Received-SPF: pass (google.com: best guess record for domain of linux-kernel-owner@vger.kernel.org designates 209.132.180.67 as permitted sender) client-ip=209.132.180.67;
Subject: Re: [PATCH v9 2/8] hugetlb_cgroup: add interface for charge/uncharge
 hugetlb reservations
To:     Mina Almasry <almasrymina@google.com>
Cc:     shuah@kernel.org, rientjes@google.com, shakeelb@google.com,
        gthelen@google.com, akpm@linux-foundation.org,
        linux-kernel@vger.kernel.org, linux-mm@kvack.org,
        linux-kselftest@vger.kernel.org, cgroups@vger.kernel.org,
        aneesh.kumar@linux.vnet.ibm.com, mkoutny@suse.com
References: <20191217231615.164161-1-almasrymina@google.com>
 <20191217231615.164161-2-almasrymina@google.com>
From:   Mike Kravetz <mike.kravetz@oracle.com>
Message-ID: <0855cae0-872e-0727-aa7c-55051d8f0871@oracle.com>
Date:   Mon, 13 Jan 2020 14:14:50 -0800
User-Agent: Mozilla/5.0 (X11; Linux x86_64; rv:68.0) Gecko/20100101
 Thunderbird/68.3.1
MIME-Version: 1.0
In-Reply-To: <20191217231615.164161-2-almasrymina@google.com>
Content-Type: text/plain; charset=utf-8
Content-Language: en-US
Content-Transfer-Encoding: 7bit
Sender: linux-kernel-owner@vger.kernel.org
Precedence: bulk

On 12/17/19 3:16 PM, Mina Almasry wrote:
> Augments hugetlb_cgroup_charge_cgroup to be able to charge hugetlb
> usage or hugetlb reservation counter.
> 
> Adds a new interface to uncharge a hugetlb_cgroup counter via
> hugetlb_cgroup_uncharge_counter.
> 
> Integrates the counter with hugetlb_cgroup, via hugetlb_cgroup_init,
> hugetlb_cgroup_have_usage, and hugetlb_cgroup_css_offline.
> 
> Signed-off-by: Mina Almasry <almasrymina@google.com>
> 
> ---
> 
> Changes in V9:
> - Fixed HUGETLB_CGROUP_MIN_ORDER.
> - Minor variable name update.
> - Moved some init/cleanup code from later patches in the series to this patch.
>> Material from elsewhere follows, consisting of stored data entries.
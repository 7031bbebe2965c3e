//! Output of the credential pipeline.

use crate::domain::entities::{StoredSecret, Token};

/// The storable secret and the token produced for a newly accepted credential
#[derive(Debug, Clone, PartialEq, Eq)]
pub struct IssuedCredentials {
    /// Hashed password, ready to persist
    pub secret: StoredSecret,

    /// Token asserting the credential's identity
    pub token: Token,
}

impl IssuedCredentials {
    pub fn new(secret: StoredSecret, token: Token) -> Self {
        Self { secret, token }
    }
}
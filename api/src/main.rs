use std::sync::Arc;

use actix_web::{web, HttpServer};
use anyhow::Context;
use dotenvy::dotenv;

use cr_api::app::create_app;
use cr_api::logging::init_tracing;
use cr_api::routes::users::AppState;
use cr_core::repositories::InMemoryUserRepository;
use cr_core::services::credential::CredentialService;
use cr_core::services::registration::RegistrationService;
use cr_shared::config::AppConfig;

#[actix_web::main]
async fn main() -> anyhow::Result<()> {
    // Load environment variables
    dotenv().ok();

    // Load configuration
    // Validation happens inside `load`
    let config = AppConfig::load().context("failed to load configuration")?;

    init_tracing(&config.logging)?;

    tracing::info!(environment = %config.environment, "Starting client register API");

    if config.auth.jwt.is_using_default_secret() {
        tracing::warn!("Using the built-in development signing key");
    }

    // The credential pipeline is built once; a bad password rule or a
    // missing signing key stops the process here
    let credentials = CredentialService::from_config(&config.auth)
        .context("failed to build credential pipeline")?;

    let user_repository = Arc::new(InMemoryUserRepository::new());
    let registration_service = Arc::new(RegistrationService::new(
        user_repository,
        Arc::new(credentials),
    ));
    let app_state = web::Data::new(AppState::new(registration_service));

    let bind_address = config.server.bind_address();
    tracing::info!(address = %bind_address, "Server will bind");

    let mut server = HttpServer::new(move || create_app(app_state.clone()));
    if config.server.workers > 0 {
        server = server.workers(config.server.workers);
    }

    server
        .bind(&bind_address)
        .with_context(|| format!("failed to bind {}", bind_address))?
        .run()
        .await
        .context("server terminated with an error")
}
> - Updated reparenting of reservation accounting.
> 
> ---
>  include/linux/hugetlb_cgroup.h | 68 ++++++++++++++---------
>  mm/hugetlb.c                   | 19 ++++---
>  mm/hugetlb_cgroup.c            | 98 +++++++++++++++++++++++++---------
>  3 files changed, 127 insertions(+), 58 deletions(-)
> 
> diff --git a/include/linux/hugetlb_cgroup.h b/include/linux/hugetlb_cgroup.h
> index 063962f6dfc6a..eab8a70d5bcb5 100644
> --- a/include/linux/hugetlb_cgroup.h
> +++ b/include/linux/hugetlb_cgroup.h
> @@ -20,29 +20,37 @@
>  struct hugetlb_cgroup;
>  /*
>   * Minimum page order trackable by hugetlb cgroup.
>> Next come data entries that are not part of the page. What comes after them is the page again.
use chrono::{DateTime, Utc};
use serde::{Deserialize, Serialize};
use uuid::Uuid;
use validator::Validate;

use cr_core::domain::entities::{NewUser, Phone, User};

#[derive(Debug, Clone, PartialEq, Eq, Serialize, Deserialize)]
#[serde(rename_all = "camelCase")]
pub struct PhoneDto {
    pub number: String,
    pub city_code: String,
    pub country_code: String,
}

impl From<PhoneDto> for Phone {
    fn from(dto: PhoneDto) -> Self {
        Phone::new(dto.number, dto.city_code, dto.country_code)
    }
}

impl From<Phone> for PhoneDto {
    fn from(phone: Phone) -> Self {
        Self {
            number: phone.number,
            city_code: phone.city_code,
            country_code: phone.country_code,
        }
    }
}

/// Body of `POST /api/v1/users`
///
/// The password format is checked by the credential policy, not here, so the
/// configured rule stays the only password rule.
#[derive(Clone, Deserialize, Validate)]
#[serde(rename_all = "camelCase")]
pub struct RegisterUserRequest {
    #[validate(length(min = 1, message = "Name is required"))]
    pub name: String,
    #[validate(email(message = "Email format is invalid"))]
    pub email: String,
    #[validate(length(min = 1, message = "Password is required"))]
    pub password: String,
    #[serde(default)]
    pub phones: Vec<PhoneDto>,
}

impl std::fmt::Debug for RegisterUserRequest {
    fn fmt(&self, f: &mut std::fmt::Formatter<'_>) -> std::fmt::Result {
        f.debug_struct("RegisterUserRequest")
            .field("name", &self.name)
            .field("email", &self.email)
            .field("password", &"<redacted>")
            .field("phones", &self.phones)
            .finish()
    }
}

impl From<RegisterUserRequest> for NewUser {
    fn from(dto: RegisterUserRequest) -> Self {
        NewUser {
            name: dto.name,
            email: dto.email,
            password: dto.password,
            phones: dto.phones.into_iter().map(Phone::from).collect(),
        }
    }
}

#[derive(Debug, Clone, Serialize, Deserialize)]
#[serde(rename_all = "camelCase")]
pub struct RegisterUserResponse {
    pub id: Uuid,
    pub name: String,
    pub email: String,
    pub phones: Vec<PhoneDto>,
    pub created: DateTime<Utc>,
    pub modified: DateTime<Utc>,
    pub last_login: DateTime<Utc>,
    pub token: String,
    pub is_active: bool,
}

impl From<User> for RegisterUserResponse {
    fn from(user: User) -> Self {
        Self {
            id: user.id,
            name: user.name,
            email: user.email,
            phones: user.phones.into_iter().map(PhoneDto::from).collect(),
            created: user.created,
            modified: user.modified,
            last_login: user.last_login,
            token: user.token,
            is_active: user.is_active,
        }
    }
}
> - * At least 3 pages are necessary for all the tracking information.
> + * At least 4 pages are necessary for all the tracking information.
>   */
>  #define HUGETLB_CGROUP_MIN_ORDER	2
> 
>  #ifdef CONFIG_CGROUP_HUGETLB
> 
> -static inline struct hugetlb_cgroup *hugetlb_cgroup_from_page(struct page *page)
> +static inline struct hugetlb_cgroup *hugetlb_cgroup_from_page(struct page *page,
> +							      bool reserved)
>  {
>  	VM_BUG_ON_PAGE(!PageHuge(page), page);
> 
>  	if (compound_order(page) < HUGETLB_CGROUP_MIN_ORDER)
>  		return NULL;
> -	return (struct hugetlb_cgroup *)page[2].private;
> +	if (reserved)
> +		return (struct hugetlb_cgroup *)page[3].private;
> +	else
> +		return (struct hugetlb_cgroup *)page[2].private;
>  }
> 
> -static inline
> -int set_hugetlb_cgroup(struct page *page, struct hugetlb_cgroup *h_cg)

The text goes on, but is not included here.